N.H. : Gipsy est un mecha, beaucoup plus gros qu’un Transformer. Dans ce plan, il va se battre contre un des monstres (Kaiju) à grands coups de bateau en pleine tête ! Gipsy marche donc dans une rue de Hong Kong à la rencontre du Kaiju et traine derrière lui le bateau. J’ai fait les fumées, les poussières, les débris et les étincelles que le bateau génère sur le sol ainsi qu’au contact des voitures, des poteaux et d’autres objets. J’ai également fait la poussière qui est produite autour et en dessous de chaque pied du jaeger, à chaque impact de ses pas.

 

3DVF : Sur quels autres plans et effets as-tu travaillé ?
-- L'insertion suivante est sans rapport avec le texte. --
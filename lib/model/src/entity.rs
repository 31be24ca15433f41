use crate::{BundleId, ColumnName, FieldName, GraphId};
use serde::{Deserialize, Serialize};
use std::borrow::Cow;
use std::collections::BTreeMap;

/// A single reconstructed column value.
#[derive(Clone, Debug, PartialEq, Eq, Hash, Serialize, Deserialize)]
#[serde(tag = "kind", rename_all = "snake_case")]
pub enum StoredValue {
    /// An IRI.
    Resource { iri: String },
    /// A literal, possibly with a language tag or a datatype.
    Literal {
        value: String,
        #[serde(default, skip_serializing_if = "Option::is_none")]
        language: Option<String>,
        #[serde(default, skip_serializing_if = "Option::is_none")]
        datatype: Option<String>,
    },
    /// A point in time. The Unix timestamp is the canonical value, `display` is an ISO-like local
    /// date time without offset for presentation.
    Timestamp { unix: i64, display: String },
}

impl StoredValue {
    /// Creates a [StoredValue::Resource].
    pub fn resource(iri: impl Into<String>) -> Self {
        StoredValue::Resource { iri: iri.into() }
    }

    /// Creates a [StoredValue::Literal] without language or datatype.
    pub fn literal(value: impl Into<String>) -> Self {
        StoredValue::Literal {
            value: value.into(),
            language: None,
            datatype: None,
        }
    }

    /// Returns the canonical lexical form of the value.
    pub fn lexical(&self) -> Cow<'_, str> {
        match self {
            StoredValue::Resource { iri } => Cow::Borrowed(iri),
            StoredValue::Literal { value, .. } => Cow::Borrowed(value),
            StoredValue::Timestamp { unix, .. } => Cow::Owned(unix.to_string()),
        }
    }
}

impl From<&str> for StoredValue {
    fn from(value: &str) -> Self {
        StoredValue::literal(value)
    }
}

impl From<String> for StoredValue {
    fn from(value: String) -> Self {
        StoredValue::literal(value)
    }
}

/// One item of a (possibly multi-valued) field, keyed by column.
pub type FieldItem = BTreeMap<ColumnName, StoredValue>;

/// The items of a field, keyed by language code.
pub type FieldTranslations = BTreeMap<String, Vec<FieldItem>>;

/// All field values of an entity.
pub type FieldValues = BTreeMap<FieldName, FieldTranslations>;

/// The data of an entity that is written to a single graph.
#[derive(Clone, Debug, PartialEq, Eq, Serialize, Deserialize)]
pub struct EntityRecord {
    /// The IRI of the entity.
    pub id: String,
    pub bundle: BundleId,
    pub fields: FieldValues,
}

impl EntityRecord {
    /// Creates a record without field values.
    pub fn new(id: impl Into<String>, bundle: impl Into<BundleId>) -> Self {
        Self {
            id: id.into(),
            bundle: bundle.into(),
            fields: FieldValues::new(),
        }
    }

    /// Appends an item to `field` in the given `langcode`.
    #[must_use]
    pub fn with_item(
        mut self,
        field: impl Into<FieldName>,
        langcode: impl Into<String>,
        item: FieldItem,
    ) -> Self {
        self.fields
            .entry(field.into())
            .or_default()
            .entry(langcode.into())
            .or_default()
            .push(item);
        self
    }

    /// Appends a single-column item to `field` in the given `langcode`.
    #[must_use]
    pub fn with_value(
        self,
        field: impl Into<FieldName>,
        column: impl Into<ColumnName>,
        langcode: impl Into<String>,
        value: impl Into<StoredValue>,
    ) -> Self {
        let item = FieldItem::from([(column.into(), value.into())]);
        self.with_item(field, langcode, item)
    }
}

/// An entity rebuilt from the triples of the graph that won the priority cascade.
///
/// A fresh value is created on every load from the store. Cached copies are owned by the cache.
#[derive(Clone, Debug, PartialEq, Eq, Serialize, Deserialize)]
pub struct ReconstructedEntity {
    /// The IRI of the entity.
    pub id: String,
    /// The graph that supplied the values.
    pub graph: GraphId,
    pub bundle: BundleId,
    pub fields: FieldValues,
}

impl ReconstructedEntity {
    /// Returns the items of `field` in `langcode`.
    pub fn items(&self, field: &str, langcode: &str) -> &[FieldItem] {
        self.fields
            .get(field)
            .and_then(|translations| translations.get(langcode))
            .map(Vec::as_slice)
            .unwrap_or_default()
    }

    /// Returns the value of `column` of the first item of `field` in `langcode`.
    pub fn value(&self, field: &str, column: &str, langcode: &str) -> Option<&StoredValue> {
        self.items(field, langcode)
            .first()
            .and_then(|item| item.get(column))
    }

    /// Returns the languages in which `field` has values.
    pub fn languages(&self, field: &str) -> Vec<&str> {
        self.fields
            .get(field)
            .map(|translations| translations.keys().map(String::as_str).collect())
            .unwrap_or_default()
    }

    /// Converts the entity into a record that can be written to another graph.
    pub fn into_record(self) -> EntityRecord {
        EntityRecord {
            id: self.id,
            bundle: self.bundle,
            fields: self.fields,
        }
    }
}
/// A validated snapshot of the storage configuration of all entity types.
///
/// A [Schema] is immutable. Configuration changes produce a new snapshot with a higher
/// [version](Self::version) through the [SchemaRegistry](crate::SchemaRegistry).
#[derive(Debug)]
pub struct Schema {
    version: u64,
    entity_types: BTreeMap<EntityTypeId, EntityTypeDefinition>,
}

impl Schema {
    /// Validates `config` and creates a snapshot with the given `version`.
    pub fn from_config(config: SchemaConfig, version: u64) -> Result<Self, SchemaError> {
        let entity_types = config
            .entity_types
            .into_iter()
            .map(|(id, config)| {
                let id = EntityTypeId::new(identifier(id)?);
                let definition = EntityTypeDefinition::try_new(id.clone(), config)?;
                Ok((id, definition))
            })
            .collect::<Result<_, SchemaError>>()?;
        Ok(Self {
            version,
            entity_types,
        })
    }

    /// Parses and validates a JSON configuration document.
    pub fn from_json(json: &str, version: u64) -> Result<Self, SchemaError> {
        let config = serde_json::from_str(json).map_err(|e| SchemaError::Syntax(Box::new(e)))?;
        Self::from_config(config, version)
    }

    pub fn version(&self) -> u64 {
        self.version
    }

    /// Returns the definition of `entity_type`.
    pub fn entity_type(&self, entity_type: &str) -> Result<&EntityTypeDefinition, QueryError> {
        self.entity_types
            .get(entity_type)
            .ok_or_else(|| QueryError::UnknownEntityType(EntityTypeId::new(entity_type)))
    }

    pub fn entity_types(&self) -> impl Iterator<Item = &EntityTypeDefinition> {
        self.entity_types.values()
    }
}
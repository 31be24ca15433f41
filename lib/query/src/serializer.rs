use rdf_entity_model::{Literal, NamedNode, QueryError, ValueFormat, VARIABLE_SEPARATOR};

/// Serializes an absolute IRI as an IRI reference (`<...>`).
pub fn serialize_resource(iri: &str) -> Result<String, QueryError> {
    NamedNode::new(iri)
        .map(|node| node.to_string())
        .map_err(|error| QueryError::InvalidUri {
            iri: iri.to_owned(),
            error,
        })
}

/// Serializes a literal according to `format`.
///
/// Quotes, backslashes and line breaks are escaped, hence no value can terminate the literal
/// early. The `language` is only attached to [ValueFormat::LanguageTaggedLiteral] values; a
/// language-tagged column without a language yields a simple literal. A
/// [ValueFormat::Resource] is serialized as an IRI reference.
pub fn serialize_literal(
    value: &str,
    format: &ValueFormat,
    language: Option<&str>,
) -> Result<String, QueryError> {
    let literal = match (format, language) {
        (ValueFormat::Resource, _) => return serialize_resource(value),
        (ValueFormat::LanguageTaggedLiteral, Some(language)) => {
            Literal::new_language_tagged_literal(value, language).map_err(|error| {
                QueryError::InvalidLanguageTag {
                    tag: language.to_owned(),
                    error,
                }
            })?
        }
        (ValueFormat::TypedLiteral(datatype), _) => Literal::new_typed_literal(value, datatype.clone()),
        (ValueFormat::PlainLiteral | ValueFormat::LanguageTaggedLiteral, _) => {
            Literal::new_simple_literal(value)
        }
    };
    Ok(literal.to_string())
}

/// Serializes a simple string literal. Used for comparisons on the lexical form.
pub fn serialize_string(value: &str) -> String {
    Literal::new_simple_literal(value).to_string()
}

/// Maps an internal name to a query variable (`?name`) or a blank node label (`_:name`).
///
/// Dots (e.g., in `field.column`) are replaced with the [VARIABLE_SEPARATOR], which never occurs
/// in identifiers. Names that already carry a `?` or `_:` prefix are returned unchanged.
pub fn to_variable(name: &str, blank: bool) -> String {
    if name.starts_with('?') || name.starts_with("_:") {
        return name.to_owned();
    }
    let prefix = if blank { "_:" } else { "?" };
    let name = name.replace('.', &VARIABLE_SEPARATOR.to_string());
    format!("{prefix}{name}")
}
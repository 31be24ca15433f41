mod condition;
mod entity;
mod error;
mod format;
mod identifiers;
mod triple_row;

pub use condition::*;
pub use entity::*;
pub use error::*;
pub use format::*;
pub use identifiers::*;
pub use triple_row::*;

/// The language code used for values that are not language-tagged when no other default is
/// configured.
pub const DEFAULT_LANGCODE: &str = "en";

/// The text format assigned to long texts that are stored without a format.
pub const DEFAULT_TEXT_FORMAT: &str = "full_html";

// Re-export some oxrdf types.
pub use oxiri::{Iri, IriParseError};
pub use oxrdf::vocab;
pub use oxrdf::{
    BlankNode, GraphName, LanguageTagParseError, Literal, LiteralRef, NamedNode, NamedNodeRef,
    Quad, Subject, Term, TermRef, Triple, Variable,
};
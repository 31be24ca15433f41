use rdf_entity_model::{GraphId, QueryError, ReconstructionError};
use std::error::Error;

/// An error related to storage operations (reads, writes...).
#[derive(Debug, thiserror::Error)]
#[non_exhaustive]
pub enum StorageError {
    /// The triple store rejected a request or could not be reached.
    #[error("{0}")]
    Backend(#[source] Box<dyn Error + Send + Sync + 'static>),
    /// The triple store answered with a result of an unexpected shape.
    #[error("Unexpected result from the triple store: {0}")]
    UnexpectedResult(String),
    /// An entity with the same id already exists in the target graph.
    #[error("The entity {id} already exists in graph {graph}")]
    DuplicateId { id: String, graph: GraphId },
    /// The request could not be compiled.
    #[error(transparent)]
    Query(#[from] QueryError),
    /// An entity could not be reconstructed.
    #[error(transparent)]
    Reconstruction(#[from] ReconstructionError),
}

impl StorageError {
    /// Wraps any backend error.
    pub fn backend(error: impl Into<Box<dyn Error + Send + Sync + 'static>>) -> Self {
        Self::Backend(error.into())
    }

    /// Creates a [StorageError::UnexpectedResult].
    pub fn unexpected(message: impl Into<String>) -> Self {
        Self::UnexpectedResult(message.into())
    }
}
N.H. : Par exemple, sur un plan, toujours dans Hong Kong, où un autre Kaiju éventre le goudron de la route avec ses griffes. J’ai fait la poussière qui en résulte et qui devait interagir avec l’animation de la patte et des débris.

 

Pacific Rim

 

3DVF : Enfin, ton premier projet chez ILM était Battleship, avec éclaboussures d’eau, cascades, océan, brume, embruns mais aussi explosions et débris… Comment s’est passé ton travail sur ce projet ? Quels ont été les plus gros défis ?

N.H. : Oui, Battleship était mon premier film chez ILM. Le challenge était important car d’une part, je devais prouver que j’étais capable de faire des FX et d’autre part les effets à faire étaient tout simplement énormes !

 

Des vaisseaux spatiaux gigantesques qui se déplacent très rapidement dans l’eau ! Des splashs, des cascades, des explosions….

Certaines de mes simulations avaient près de 300 millions de particules. Cela a pris un peu de temps à simuler :). Je commençais par simuler l’océan, la collision des vaisseaux avec l’eau à l’intérieur d’un domaine. Plus ce domaine est grand, plus grosse est la simulation. Parfois, plusieurs domaines étaient nécessaires.

Cette simulation calculée, je l’utilisais pour simuler les splashs. De l’eau ruisselle également en permanence sur la surface des vaisseaux (cascades). Quasiment toute la géométrie du vaisseau émet des particules pour faire ces cascades. Les mouvements rapides des vaisseaux apportaient une dynamique très intéressante à la simulation (en collision avec la surface du vaisseau), mais dans certains cas, les mouvements trop rapides et brusques des vaisseaux nécessitaient de gros réajustements.

En plus du côté visuel, je devais également être capable d’optimiser mon temps afin de pouvoir faire toutes mes simulations.

 

Battleship

 

3DVF : Au final, que retiens-tu de ces trois projets en termes d’expérience ? De quels plans ou effets es-tu le plus fier ?

N.H. : L’expérience était différente à chaque fois, sur Battleship c’était majoritairement des effets d’eau, sur Startrek Into Darkness, dans mon cas, c’était essentiellement de la fumée pour l’intérieur du volcan et pour le crash du BlackShip. Sur Pacific Rim, c’était court, et au plan à plan. Faire majoritairement un type d’effet m’a permis de me perfectionner dans ce type d’effets, tout en faisant des effets plus  » récurrents  » (explosions, débris…)
Mon plan favori sur Battleship est celui où le bras du vaisseau mère est détruit et qu’il tombe dans l’océan. Je me suis éclaté à gérer les collisions du bras et des gros débris qui tombent dans l’océan.

Malheureusement, au montage final, le plan est plus court et on n’a pas le temps d’apprécier le développement complet de la simulation. J’aime aussi le plan où le vaisseau mère alien est quasiment détruit, juste une tour subsiste d’où vont partir des « shredders » pour tenter une ultime attaque contre l’USS Missouri. J’ai fait de la fumée type « dry ice » qui sort des trappes de lancement et qui reste un peu collée aux shredders lorsqu’ils sont lancés.
Quant à Star Trek Into Darkness, mon plan favori est celui où Spock est au fond du volcan et survole la lave suspendu à son filin. Faire la smoke, les embers, les ondes de chaleur, etc en cohérence physique avec la simulation de la lave a été très intéressant. J’aime beaucoup le résultat. J’aime aussi le plan où le BlackShip endommagé se rapproche de San Francisco et laisse une grosse trainée de fumée derrière lui.